Please retype the records below exactly, from the first line down to and including the line with "use crate::ring::RingSpec;".
===============
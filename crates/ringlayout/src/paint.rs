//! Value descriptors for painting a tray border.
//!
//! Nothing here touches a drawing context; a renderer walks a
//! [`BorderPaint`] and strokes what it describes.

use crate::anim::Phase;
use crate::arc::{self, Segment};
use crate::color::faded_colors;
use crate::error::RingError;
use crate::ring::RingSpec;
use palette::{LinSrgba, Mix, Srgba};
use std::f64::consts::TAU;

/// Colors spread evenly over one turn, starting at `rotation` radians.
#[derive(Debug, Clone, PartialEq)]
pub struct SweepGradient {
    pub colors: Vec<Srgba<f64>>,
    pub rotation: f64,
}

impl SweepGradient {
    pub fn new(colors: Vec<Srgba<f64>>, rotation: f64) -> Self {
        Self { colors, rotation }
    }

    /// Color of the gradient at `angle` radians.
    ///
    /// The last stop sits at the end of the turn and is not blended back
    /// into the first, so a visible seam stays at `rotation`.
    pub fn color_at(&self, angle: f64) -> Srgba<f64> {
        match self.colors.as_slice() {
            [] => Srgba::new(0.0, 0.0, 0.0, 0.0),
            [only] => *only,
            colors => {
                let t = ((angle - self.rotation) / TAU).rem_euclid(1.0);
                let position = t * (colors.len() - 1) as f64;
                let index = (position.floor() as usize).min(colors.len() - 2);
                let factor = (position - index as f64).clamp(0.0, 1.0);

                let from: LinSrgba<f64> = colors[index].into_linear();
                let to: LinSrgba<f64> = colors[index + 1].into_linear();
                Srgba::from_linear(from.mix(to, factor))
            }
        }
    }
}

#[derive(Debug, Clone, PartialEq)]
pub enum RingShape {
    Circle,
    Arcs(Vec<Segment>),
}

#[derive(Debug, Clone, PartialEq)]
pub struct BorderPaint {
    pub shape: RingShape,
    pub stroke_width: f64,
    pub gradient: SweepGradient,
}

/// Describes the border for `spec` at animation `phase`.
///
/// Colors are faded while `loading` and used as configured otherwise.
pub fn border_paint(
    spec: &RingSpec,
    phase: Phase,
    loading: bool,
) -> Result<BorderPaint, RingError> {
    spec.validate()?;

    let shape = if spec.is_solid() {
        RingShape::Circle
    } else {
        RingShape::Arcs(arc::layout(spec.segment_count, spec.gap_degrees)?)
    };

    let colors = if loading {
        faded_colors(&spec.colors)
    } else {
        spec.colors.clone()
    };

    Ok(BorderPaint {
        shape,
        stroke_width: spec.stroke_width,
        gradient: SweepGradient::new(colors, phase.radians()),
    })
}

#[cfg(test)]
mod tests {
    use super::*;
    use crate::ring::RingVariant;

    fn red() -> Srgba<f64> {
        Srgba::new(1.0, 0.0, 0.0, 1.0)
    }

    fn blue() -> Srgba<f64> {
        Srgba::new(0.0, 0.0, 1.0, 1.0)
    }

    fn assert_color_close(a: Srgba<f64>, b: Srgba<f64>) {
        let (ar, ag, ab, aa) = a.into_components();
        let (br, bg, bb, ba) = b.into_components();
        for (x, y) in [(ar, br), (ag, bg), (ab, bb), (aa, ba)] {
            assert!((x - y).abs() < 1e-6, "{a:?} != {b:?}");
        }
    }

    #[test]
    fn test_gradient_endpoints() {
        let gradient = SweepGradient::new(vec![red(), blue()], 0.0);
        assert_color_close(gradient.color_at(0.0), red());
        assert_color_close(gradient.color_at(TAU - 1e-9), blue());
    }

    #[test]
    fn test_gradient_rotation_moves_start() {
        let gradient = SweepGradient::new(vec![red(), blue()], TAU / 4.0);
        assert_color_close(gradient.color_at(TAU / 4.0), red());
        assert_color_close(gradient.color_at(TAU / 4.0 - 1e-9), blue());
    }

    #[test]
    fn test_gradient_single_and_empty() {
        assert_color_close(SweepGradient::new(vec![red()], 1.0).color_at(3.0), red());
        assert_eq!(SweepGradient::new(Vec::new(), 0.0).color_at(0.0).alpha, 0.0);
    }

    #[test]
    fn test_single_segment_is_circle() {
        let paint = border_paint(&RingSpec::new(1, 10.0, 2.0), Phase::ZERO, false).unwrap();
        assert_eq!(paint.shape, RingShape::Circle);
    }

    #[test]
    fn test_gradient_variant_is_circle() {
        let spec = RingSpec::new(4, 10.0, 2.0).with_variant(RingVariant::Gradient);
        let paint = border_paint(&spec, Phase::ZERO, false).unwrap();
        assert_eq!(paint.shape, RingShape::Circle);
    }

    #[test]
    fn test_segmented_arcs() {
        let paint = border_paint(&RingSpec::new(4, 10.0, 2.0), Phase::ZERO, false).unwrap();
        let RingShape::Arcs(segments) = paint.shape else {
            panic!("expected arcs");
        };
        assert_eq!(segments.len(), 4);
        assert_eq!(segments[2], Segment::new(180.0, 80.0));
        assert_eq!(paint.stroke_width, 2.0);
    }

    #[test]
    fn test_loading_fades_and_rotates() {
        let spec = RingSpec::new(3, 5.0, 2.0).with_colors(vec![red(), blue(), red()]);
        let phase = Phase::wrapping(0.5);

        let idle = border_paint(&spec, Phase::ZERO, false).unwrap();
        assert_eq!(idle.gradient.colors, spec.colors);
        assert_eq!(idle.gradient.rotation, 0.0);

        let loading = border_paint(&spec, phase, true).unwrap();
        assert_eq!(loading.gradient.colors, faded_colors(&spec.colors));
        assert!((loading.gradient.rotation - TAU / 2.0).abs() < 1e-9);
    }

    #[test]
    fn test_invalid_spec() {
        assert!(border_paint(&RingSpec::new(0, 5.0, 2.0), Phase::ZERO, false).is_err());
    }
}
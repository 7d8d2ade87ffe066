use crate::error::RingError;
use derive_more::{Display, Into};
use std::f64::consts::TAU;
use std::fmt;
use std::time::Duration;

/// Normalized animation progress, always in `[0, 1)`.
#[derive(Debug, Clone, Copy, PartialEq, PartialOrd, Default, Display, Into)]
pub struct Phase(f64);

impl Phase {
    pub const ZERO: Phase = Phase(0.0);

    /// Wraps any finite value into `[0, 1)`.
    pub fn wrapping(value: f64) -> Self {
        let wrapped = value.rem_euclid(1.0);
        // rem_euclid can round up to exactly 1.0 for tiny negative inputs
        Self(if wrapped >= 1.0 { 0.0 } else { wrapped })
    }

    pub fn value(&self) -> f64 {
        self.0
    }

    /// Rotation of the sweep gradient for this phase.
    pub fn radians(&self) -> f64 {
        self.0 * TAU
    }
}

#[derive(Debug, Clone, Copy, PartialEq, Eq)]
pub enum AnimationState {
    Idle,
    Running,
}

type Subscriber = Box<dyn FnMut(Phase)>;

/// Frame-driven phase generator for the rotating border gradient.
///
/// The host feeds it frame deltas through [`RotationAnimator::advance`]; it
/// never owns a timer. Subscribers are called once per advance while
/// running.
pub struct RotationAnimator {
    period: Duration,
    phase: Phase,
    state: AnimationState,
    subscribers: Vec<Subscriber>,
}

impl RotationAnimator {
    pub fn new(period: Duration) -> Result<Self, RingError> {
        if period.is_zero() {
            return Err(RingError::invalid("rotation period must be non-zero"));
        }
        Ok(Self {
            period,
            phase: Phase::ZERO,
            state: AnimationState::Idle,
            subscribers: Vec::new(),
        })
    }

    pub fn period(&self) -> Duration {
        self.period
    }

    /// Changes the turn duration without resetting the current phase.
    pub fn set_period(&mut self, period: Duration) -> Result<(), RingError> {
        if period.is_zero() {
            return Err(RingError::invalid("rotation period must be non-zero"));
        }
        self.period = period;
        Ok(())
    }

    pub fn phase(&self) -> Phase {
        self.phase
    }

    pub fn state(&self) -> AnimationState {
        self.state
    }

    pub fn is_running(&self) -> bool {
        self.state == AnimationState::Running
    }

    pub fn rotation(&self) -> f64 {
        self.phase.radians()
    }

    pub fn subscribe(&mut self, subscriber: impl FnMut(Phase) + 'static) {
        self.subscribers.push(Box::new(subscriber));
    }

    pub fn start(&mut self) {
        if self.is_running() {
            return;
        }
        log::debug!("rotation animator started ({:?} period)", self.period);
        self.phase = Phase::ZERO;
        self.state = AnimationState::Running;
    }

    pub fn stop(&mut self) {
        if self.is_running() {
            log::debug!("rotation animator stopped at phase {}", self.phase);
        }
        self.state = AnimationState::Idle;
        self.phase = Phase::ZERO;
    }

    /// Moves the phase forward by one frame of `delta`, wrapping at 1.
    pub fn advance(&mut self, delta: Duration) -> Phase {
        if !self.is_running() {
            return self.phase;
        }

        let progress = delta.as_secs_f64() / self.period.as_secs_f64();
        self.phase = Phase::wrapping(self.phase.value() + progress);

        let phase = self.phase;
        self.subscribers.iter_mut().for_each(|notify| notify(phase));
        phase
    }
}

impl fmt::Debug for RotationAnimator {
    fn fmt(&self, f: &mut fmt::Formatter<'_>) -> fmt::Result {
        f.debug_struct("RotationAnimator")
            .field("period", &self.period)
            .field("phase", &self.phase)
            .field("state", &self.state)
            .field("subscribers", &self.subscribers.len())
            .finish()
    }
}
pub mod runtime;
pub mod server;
===============
## Response box
filename crates/ringlayout/src/paint.rs
//! Value descriptors for painting a tray border.
//!
//! Nothing here touches a drawing context; a renderer walks a
//! [`BorderPaint`] and strokes what it describes.

use crate::anim::Phase;
use crate::arc::{self, Segment};
use crate::color::faded_colors;
use crate::error::RingError;
use crate::ring::RingSpec;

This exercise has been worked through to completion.